Hedge fund manager Elliott Management Corp. on Tuesday dropped its court case against trade publication Absolute Return + Alpha, bringing to a close a battle over public disclosure of a hedge fund's investments.

Elliott withdrew its court petition seeking discovery about who leaked Elliott's investor letter to the publication just two days before the trade magazine was due to submit an affidavit to the New York State court in Manhattan. The magazine published its article Thursday despite the pending court case.

Elliott, which argued last week that disclosure of its positions in the investor letter would harm Elliott and damage its competitive position, said, "developments since the application was filed made the discovery unnecessary."

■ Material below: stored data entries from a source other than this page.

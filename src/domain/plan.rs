// ============================================================================
// Query Plan
// Storage predicates produced by the range-wrap planner
// ============================================================================

use super::window::DegreeRange;
use crate::numeric::DecimalLiteral;
use std::cmp::Ordering;
use std::fmt;

#[cfg(feature = "serde")]
use serde::{Deserialize, Serialize};

/// Longitude predicate over canonical stored values.
#[derive(Debug, Clone, PartialEq, Eq, Hash)]
#[cfg_attr(feature = "serde", derive(Serialize, Deserialize))]
pub enum LonPredicate {
    /// `min <= lon <= max`
    Between {
        min: DecimalLiteral,
        max: DecimalLiteral,
    },
    /// `lon >= min` (east part of an antimeridian split)
    AtLeast(DecimalLiteral),
    /// `lon <= max` (west part of an antimeridian split)
    AtMost(DecimalLiteral),
}

impl LonPredicate {
    pub fn matches(&self, lon: &DecimalLiteral) -> bool {
        match self {
            LonPredicate::Between { min, max } => {
                lon.numeric_cmp(min) != Ordering::Less && lon.numeric_cmp(max) != Ordering::Greater
            },
            LonPredicate::AtLeast(min) => lon.numeric_cmp(min) != Ordering::Less,
            LonPredicate::AtMost(max) => lon.numeric_cmp(max) != Ordering::Greater,
        }
    }
}

impl fmt::Display for LonPredicate {
    fn fmt(&self, f: &mut fmt::Formatter<'_>) -> fmt::Result {
        match self {
            LonPredicate::Between { min, max } => write!(f, "{} <= lon <= {}", min, max),
            LonPredicate::AtLeast(min) => write!(f, "lon >= {}", min),
            LonPredicate::AtMost(max) => write!(f, "lon <= {}", max),
        }
    }
}

/// One storage query: a longitude predicate and an inclusive latitude range.
#[derive(Debug, Clone, PartialEq, Eq, Hash)]
#[cfg_attr(feature = "serde", derive(Serialize, Deserialize))]
pub struct StoreQuery {
    pub lon: LonPredicate,
    pub lat: DegreeRange,
}

impl StoreQuery {
    pub fn new(lon: LonPredicate, lat: DegreeRange) -> Self {
        Self { lon, lat }
    }

    pub fn matches(&self, lon: &DecimalLiteral, lat: &DecimalLiteral) -> bool {
        self.lon.matches(lon) && self.lat.contains(lat)
    }
}

impl fmt::Display for StoreQuery {
    fn fmt(&self, f: &mut fmt::Formatter<'_>) -> fmt::Result {
        write!(f, "{} and lat in {}", self.lon, self.lat)
    }
}

/// How a lookup window is executed against storage.
#[derive(Debug, Clone, PartialEq, Eq, Hash)]
#[cfg_attr(feature = "serde", derive(Serialize, Deserialize))]
pub enum QueryPlan {
    /// The normalized window is contiguous
    Single(StoreQuery),
    /// The window wraps through the antimeridian: east part, then west part
    Split(StoreQuery, StoreQuery),
}

impl QueryPlan {
    /// Queries in execution order.
    pub fn queries(&self) -> Vec<&StoreQuery> {
        match self {
            QueryPlan::Single(query) => vec![query],
            QueryPlan::Split(east, west) => vec![east, west],
        }
    }

    #[inline]
    pub fn is_split(&self) -> bool {
        matches!(self, QueryPlan::Split(..))
    }
}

Elliott's spokesman didn't specify what those developments were.

A court hearing originally scheduled to be heard Sept. 9 is canceled now that Elliott has dropped the case.

The petition was watched closely by both the hedge-fund industry and the media because it was an unprecedented attempt to curb the public disclosure of trading positions stated in investor letters. Fund managers consider investor letters to be proprietary intellectual property.

But the case faced an extremely high hurdle in New York's shield law, which protects journalists from disclosing the identities of their sources.

"This was a blatant attempt to bully us and it backfired," the magazine's editor, Michelle Celarier, said in a statement posted on the publication's website Tuesday. "While trying to intimidate us into not publishing the story, Elliott did a disservice to itself."

In its story last week, Absolute Return + Alpha said Elliott's fund gained 5.3% in the six months ended June 30, outperforming the S&P 500, which declined by 6.6% during the period.

It also cited the hedge fund manager's 26-page investor letter as saying that Elliott profited in the second quarter from debt and convertible investments, but lost on distressed securities in Lehman Brothers Holdings Inc., General Growth Properties Inc. (GGP), and Washington Mutual Inc. It added it suffered losses from event arbitrage trades on Pacific Century Premium Development Ltd. (PCFPF, 0432.HK) and Epicor Software Corp. (EPIC), the publication said.

Another hedge fund manager, who declined to be named, said exposing Elliott's losing positions allows other market participants to anticipate a sale in the companies involved and could give Elliott an unfavorable price in transactions, especially those in the opaque convertible bond market.

Elliott declined to comment on Absolute Return + Alpha's comment.